= DNA machine =

Molecular machine constructed from DNA

A DNA machine is a molecular machine constructed from DNA. Research into DNA machines was pioneered in the late 1980s by Nadrian Seeman and co-workers from New York University. DNA is used because of the numerous biological tools already found in nature that can affect DNA, and the immense knowledge of how DNA works previously researched by biochemists.

DNA machines can be logically designed since DNA assembly of the double helix is based on strict rules of base pairing that allow portions of the strand to be predictably connected based on their sequence. This "selective stickiness" is a key advantage in the construction of DNA machines.

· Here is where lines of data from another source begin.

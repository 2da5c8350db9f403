//! Property tests over storage and insinuation.

use std::collections::{BTreeMap, HashSet};

use machinemind_foundation::{EntryType, RawRecord, Value};
use machinemind_registry::{OpCtx, RegEnv, RegistryConfig};
use machinemind_schema::{Frame, Manufacturer};
use proptest::prelude::*;

fn env(seed: u64) -> RegEnv {
    machinemind_schema::standard_env(RegistryConfig::deterministic(seed)).unwrap()
}

fn frame_with_traits(names: &[String]) -> RawRecord {
    let traits: Vec<Value> = names
        .iter()
        .map(|name| {
            RawRecord::new()
                .with("name", name.as_str())
                .with("description", "")
                .into_value()
        })
        .collect();
    RawRecord::new()
        .with("id", "mf_prop")
        .with("name", "PROP")
        .with("traits", traits)
}

proptest! {
    #[test]
    fn creates_and_deletes_keep_storage_order(
        seed in any::<u64>(),
        names in prop::collection::vec("[A-Z]{1,6}", 1..12),
        drop_mask in prop::collection::vec(any::<bool>(), 12),
    ) {
        let env = env(seed);
        let reg = env.create_registry("global");
        let cat = reg.get_cat::<Manufacturer>();
        let ctx = OpCtx::new();

        let mut created = Vec::new();
        for name in &names {
            let m = cat
                .create_live(
                    &ctx,
                    RawRecord::new().with("id", name.as_str()).with("name", name.as_str()),
                )
                .unwrap();
            created.push(m.key().clone());
        }
        prop_assert_eq!(cat.len(), names.len());
        prop_assert_eq!(reg.keys(EntryType::Manufacturer), created.clone());

        let kept: Vec<_> = created
            .iter()
            .zip(&drop_mask)
            .filter_map(|(key, drop)| {
                if *drop {
                    cat.delete(key);
                    None
                } else {
                    Some(key.clone())
                }
            })
            .collect();
        prop_assert_eq!(cat.len(), kept.len());
        prop_assert_eq!(cat.list_keys(), kept);
    }

    #[test]
    fn insinuated_frames_are_disjoint_copies(
        traits in prop::collection::vec("[a-z]{1,10}", 0..6),
    ) {
        let env = env(5);
        let source = env.create_registry("source");
        let dest = env.create_registry("dest");
        let ctx = OpCtx::new();
        let frame = Frame::unpack(&frame_with_traits(&traits), &source, &ctx).unwrap();
        let before: Vec<_> = source.kinds().into_iter().map(|k| (k, source.list_raw(k))).collect();

        let copy = frame.insinuate(&dest, None).unwrap();

        prop_assert_eq!(dest.count(EntryType::Frame), 1);
        prop_assert_eq!(dest.count(EntryType::FrameTrait), traits.len());
        prop_assert_eq!(dest.total_records(), source.total_records());
        let after: Vec<_> = source.kinds().into_iter().map(|k| (k, source.list_raw(k))).collect();
        prop_assert_eq!(before, after);

        let source_keys: HashSet<_> = source
            .kinds()
            .into_iter()
            .flat_map(|k| source.keys(k))
            .collect();
        let mut dest_keys = dest.kinds().into_iter().flat_map(|k| dest.keys(k));
        prop_assert!(dest_keys.all(|k| !source_keys.contains(&k)));

        let names: Vec<_> = copy.borrow().traits.iter().map(|t| t.borrow().name.clone()).collect();
        prop_assert_eq!(names, traits);
    }

    #[test]
    fn writeback_keeps_fields_it_does_not_know(
        extras in prop::collection::btree_map("x_[a-z]{1,8}", "[ -~]{0,16}", 0..6),
        rename in "[A-Z]{1,8}",
    ) {
        let env = env(9);
        let reg = env.create_registry("global");
        let ctx = OpCtx::new();
        let mut fields = RawRecord::new().with("id", "GMS").with("name", "GMS");
        for (field, value) in &extras {
            fields = fields.with(field.as_str(), value.as_str());
        }
        let m = reg.create_live::<Manufacturer>(&ctx, fields).unwrap();
        m.borrow_mut().name = rename.clone();
        m.writeback().unwrap();

        let raw = reg.get_raw(EntryType::Manufacturer, m.key()).unwrap();
        prop_assert_eq!(raw.str("name"), Some(rename.as_str()));
        let kept: BTreeMap<String, String> = extras
            .keys()
            .filter_map(|field| raw.str(field).map(|v| (field.clone(), v.to_string())))
            .collect();
        prop_assert_eq!(kept, extras);
    }
}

An example of a DNA machine was reported by Bernard Yurke and co-workers at Lucent Technologies in the year 2000, who constructed molecular tweezers out of DNA.
The DNA tweezers contain three strands: A, B and C. Strand A latches onto half of strand B and half of strand C, and so it joins them all together. Strand A acts as a hinge so that the two "arms" — AB and AC — can move. The structure floats with its arms open wide. They can be pulled shut by adding a fourth strand of DNA (D) "programmed" to stick to both of the dangling, unpaired sections of strands B and C. The closing of the tweezers was proven by tagging strand A at either end with light-emitting molecules that do not emit light when they are close together. To re-open the tweezers add a further strand (E) with the right sequence to pair up with strand D. Once paired up, they have no connection to the machine BAC, so float away. The DNA machine can be opened and closed repeatedly by cycling between strands D and E. These tweezers can be used for removing drugs from inside fullerenes as well as from a self assembled DNA tetrahedron. The state of the device can be determined by measuring the separation between donor and acceptor fluorophores using FRET.

DNA walkers are another type of DNA machine.